According to the Wall Street Journal, after some talk, Biden has now decided to drop the amount and hopefully write off $10,000 of student debt for each individual borrower.
While this is just speculation, according to the Daily News, Biden is currently working on gaining legislative approval towards student debt relief.
When asked about her opinion on the idea of relieving those with the burdens of student debt, Suffolk University student Sarah Ross said, “I’m all for it. I think it would help a lot of people out. That money could be put into our futures rather than our forming or tuition. It would probably relieve a lot of stress for a lot of people.”
The debate on if Biden can even do such a thing has been a hot topic in congress since he extended the collections back in January.
Due to the fact that there would be canceling large sums of money, there have been some issues getting certain legislators on board.
However, there has been some talk among the senate that if Biden desired, it is possible that he is able to do this on his own through executive order.

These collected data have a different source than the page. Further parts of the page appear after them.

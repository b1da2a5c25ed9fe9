//! Registry HTTP access: the transport seam and the retry loop.
//!
//! ## Retry Strategy
//!
//! Only failures that may clear up on their own are retried: no response at
//! all (timeout, connection reset) or a 5xx status. A 4xx is the registry's
//! definitive answer for this DOI and is returned immediately. Backoff starts
//! at `retry_backoff_ms` and doubles per retry, so with the defaults the wait
//! sequence is 600 ms → 1.2 s across three attempts.

use crate::config::RenameConfig;
use crate::error::TransportError;
use std::future::Future;
use std::time::Duration;
use tokio::time::sleep;
use tracing::{debug, warn};

/// Status and body of one registry response.
#[derive(Debug, Clone, PartialEq, Eq)]
pub struct RegistryResponse {
    pub status: u16,
    pub body: Vec<u8>,
}

impl RegistryResponse {
    pub fn is_success(&self) -> bool {
        (200..300).contains(&self.status)
    }

    pub fn is_server_error(&self) -> bool {
        self.status >= 500
    }
}

/// Sends a JSON `GET` to a registry.
///
/// Implemented by [`ReqwestTransport`] for real traffic; tests substitute
/// scripted transports.
pub trait RegistryTransport: Send + Sync {
    fn get(&self, url: &str)
        -> impl Future<Output = Result<RegistryResponse, TransportError>> + Send;
}

/// [`RegistryTransport`] backed by a shared `reqwest::Client`.
#[derive(Debug, Clone)]
pub struct ReqwestTransport {
    client: reqwest::Client,
    timeout_secs: u64,
}

impl ReqwestTransport {
    /// Build a client with the configured timeout and identifying User-Agent.
    pub fn new(config: &RenameConfig) -> Result<Self, TransportError> {
        let client = reqwest::Client::builder()
            .timeout(config.request_timeout())
            .user_agent(config.user_agent())
            .build()
            .map_err(|e| TransportError::Other(e.to_string()))?;
        Ok(Self {
            client,
            timeout_secs: config.request_timeout_secs,
        })
    }
}

impl RegistryTransport for ReqwestTransport {
    async fn get(&self, url: &str) -> Result<RegistryResponse, TransportError> {
        let response = self
            .client
            .get(url)
            .header(reqwest::header::ACCEPT, "application/json")
            .send()
            .await
            .map_err(|e| self.classify(e))?;

        let status = response.status().as_u16();
        let body = response.bytes().await.map_err(|e| self.classify(e))?;
        Ok(RegistryResponse {
            status,
            body: body.to_vec(),
        })
    }
}

impl ReqwestTransport {
    fn classify(&self, e: reqwest::Error) -> TransportError {
        // Drop the URL from the message; it only repeats the DOI.
        let e = e.without_url();
        if e.is_timeout() {
            TransportError::Timeout {
                secs: self.timeout_secs,
            }
        } else if e.is_connect() {
            TransportError::Connect(e.to_string())
        } else {
            TransportError::Other(e.to_string())
        }
    }
}

/// How often and how patiently one registry call is retried.
#[derive(Debug, Clone, Copy, PartialEq, Eq)]
pub struct RetryPolicy {
    /// Extra attempts after the first.
    pub max_retries: u32,
    /// Delay before the first retry.
    pub initial_backoff: Duration,
}

impl RetryPolicy {
    pub fn from_config(config: &RenameConfig) -> Self {
        Self {
            max_retries: config.max_retries,
            initial_backoff: config.retry_backoff(),
        }
    }

    /// Delay before retry number `retry` (1-based): `initial * 2^(retry-1)`.
    pub fn backoff(&self, retry: u32) -> Duration {
        self.initial_backoff
            .saturating_mul(2u32.saturating_pow(retry.saturating_sub(1)))
    }
}

/// What a registry call finally produced.
#[derive(Debug, Clone, PartialEq, Eq)]
pub enum FetchOutcome {
    /// 2xx with its body.
    Success(Vec<u8>),
    /// A non-2xx status: a 4xx, or a 5xx that outlasted every retry.
    Status(u16),
    /// No response after every retry.
    Unreachable(TransportError),
}

/// `GET url`, retrying transport failures and 5xx per `policy`.
pub async fn fetch_with_retry<T: RegistryTransport>(
    transport: &T,
    url: &str,
    policy: RetryPolicy,
) -> FetchOutcome {
    let mut attempt = 0u32;
    loop {
        let retries_left = attempt < policy.max_retries;
        let reason = match transport.get(url).await {
            Ok(response) if response.is_success() => {
                debug!("GET {} → {} ({} bytes)", url, response.status, response.body.len());
                return FetchOutcome::Success(response.body);
            }
            Ok(response) if response.is_server_error() && retries_left => {
                format!("HTTP {}", response.status)
            }
            Ok(response) => {
                debug!("GET {} → {}", url, response.status);
                return FetchOutcome::Status(response.status);
            }
            Err(e) if retries_left => e.to_string(),
            Err(e) => {
                warn!("GET {} failed after {} attempts: {}", url, attempt + 1, e);
                return FetchOutcome::Unreachable(e);
            }
        };

        attempt += 1;
        let backoff = policy.backoff(attempt);
        warn!(
            "GET {}: {}, retry {}/{} after {}ms",
            url,
            reason,
            attempt,
            policy.max_retries,
            backoff.as_millis()
        );
        sleep(backoff).await;
    }
}
//! Metadata → filename.
//!
//! `journal_year_author_title_doi.pdf`, each field slugified. The base is
//! capped at [`MAX_BASE_LEN`] characters, so a filename is never longer than
//! 220 characters and never ends in a separator before `.pdf`.

use crate::metadata::{MetadataField, MetadataRecord};
use crate::pipeline::registry::clean_text;
use once_cell::sync::Lazy;
use regex::Regex;

/// Longest base name before the `.pdf` extension.
pub const MAX_BASE_LEN: usize = 216;

const SEPARATOR: &str = "_";

static RE_NON_ALNUM: Lazy<Regex> = Lazy::new(|| Regex::new(r"[^a-z0-9]+").unwrap());
static RE_UNSAFE: Lazy<Regex> = Lazy::new(|| Regex::new(r#"["\r\n]"#).unwrap());

/// Build the download filename for `record`. Deterministic.
pub fn build_filename(record: &MetadataRecord) -> String {
    let slugs: Vec<String> = MetadataField::ALL
        .iter()
        .map(|&field| slugify(&clean_text(Some(record.get(field)), field.sentinel())))
        .collect();

    let joined = slugs.join(SEPARATOR);
    let mut base = RE_UNSAFE.replace_all(&joined, "").into_owned();

    if base.len() > MAX_BASE_LEN {
        // Slugs are pure ASCII, so any byte index is a char boundary.
        base.truncate(MAX_BASE_LEN);
        let trimmed = base.trim_end_matches(['-', '_']).len();
        base.truncate(trimmed);
    }

    format!("{base}.pdf")
}

/// Lowercase, `/` → `-`, runs of anything outside `[a-z0-9]` → one `-`,
/// outer hyphens trimmed. Yields `"unknown"` when nothing survives.
pub fn slugify(value: &str) -> String {
    let lowered = value.to_lowercase().replace('/', "-");
    let slug = RE_NON_ALNUM.replace_all(&lowered, "-");
    let slug = slug.trim_matches('-');
    if slug.is_empty() {
        "unknown".to_string()
    } else {
        slug.to_string()
    }
}

#[cfg(test)]
mod tests {
    use super::*;

    fn record(journal: &str, year: &str, author: &str, title: &str, doi: &str) -> MetadataRecord {
        MetadataRecord {
            journal: journal.into(),
            year: year.into(),
            author: author.into(),
            title: title.into(),
            doi: doi.into(),
        }
    }

    #[test]
    fn reference_filename() {
        let rec = record("Nature!!", "2021", "O'Neil", "A Study: Part One", "10.1/abc");
        assert_eq!(
            build_filename(&rec),
            "nature_2021_o-neil_a-study-part-one_10-1-abc.pdf"
        );
    }

    #[test]
    fn slugify_rules() {
        assert_eq!(slugify("Hello,   World"), "hello-world");
        assert_eq!(slugify("10.1038/Nature12373"), "10-1038-nature12373");
        assert_eq!(slugify("--edge--"), "edge");
        assert_eq!(slugify("Größe"), "gr-e");
        assert_eq!(slugify("!!!"), "unknown");
        assert_eq!(slugify(""), "unknown");
    }

    #[test]
    fn blank_fields_use_sentinels() {
        let rec = record("", "  ", "\n", "", "10.1000/x");
        assert_eq!(
            build_filename(&rec),
            "unknown-journal_unknown-year_unknown-author_unknown-title_10-1000-x.pdf"
        );
    }

    #[test]
    fn quotes_and_newlines_never_survive() {
        let rec = record("J\"ournal", "2020", "A\r\nB", "T\"", "10.1000/x");
        let name = build_filename(&rec);
        assert!(!name.contains(['"', '\r', '\n']), "{name}");
    }

    #[test]
    fn long_titles_are_truncated_without_dangling_separator() {
        let title = "abcd ".repeat(80);
        let rec = record("Journal", "2020", "Author", &title, "10.1000/x");
        let name = build_filename(&rec);

        assert!(name.len() <= MAX_BASE_LEN + ".pdf".len(), "{}", name.len());
        let base = name.strip_suffix(".pdf").unwrap();
        assert!(!base.ends_with(['-', '_']), "{base}");
        assert!(base.starts_with("journal_2020_author_abcd-abcd"));
    }

    #[test]
    fn truncation_bound_holds_for_every_cut_position() {
        for pad in 0..8 {
            let title = format!("{}{}", "x".repeat(pad), " yy".repeat(100));
            let rec = record("J", "1999", "A", &title, "10.1000/x");
            let name = build_filename(&rec);
            assert!(name.len() <= 220);
            assert!(!name.trim_end_matches(".pdf").ends_with(['-', '_']));
        }
    }

    #[test]
    fn deterministic() {
        let rec = record("Cell", "2010", "Smith", "Title", "10.1016/j.cell.2010.01.001");
        assert_eq!(build_filename(&rec), build_filename(&rec.clone()));
    }
}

“Our team is reviewing whether there are any steps he can take through executive action and he would welcome the opportunity to sign a bill sent to him by Congress,” White House Press Secretary Jen Psaki tweets.
The debate continues between the Senate’s democratic leaders and other progressive groups on whether or not this could be considered illegal.
According to the Wall Street Journal, many feel that the idea raises questions about those outside of the requirements of the cancellation.
There has been much talk about whether or not this idea would be fair to students who have already paid back their student debt, or even to the people who do not attend college.
Throughout the country, federal student debt has the most impact on American citizens than any other household credit. There are about 43 million Americans who owe $1.6 trillion in federal student debt, as said by the Wall Street Journal.
With the possibility of financial relief for many, those who are specifically at private institutions could benefit even more so than others.
Suffolk student Hanna Gleason said, “With Suffolk being a private school, federal student debt relief would help students a lot since there is less aid and scholarships provided to students each year.”
The idea is still under review, but passing this bill would provide relief for millions of Americans during the COVID-19 pandemic.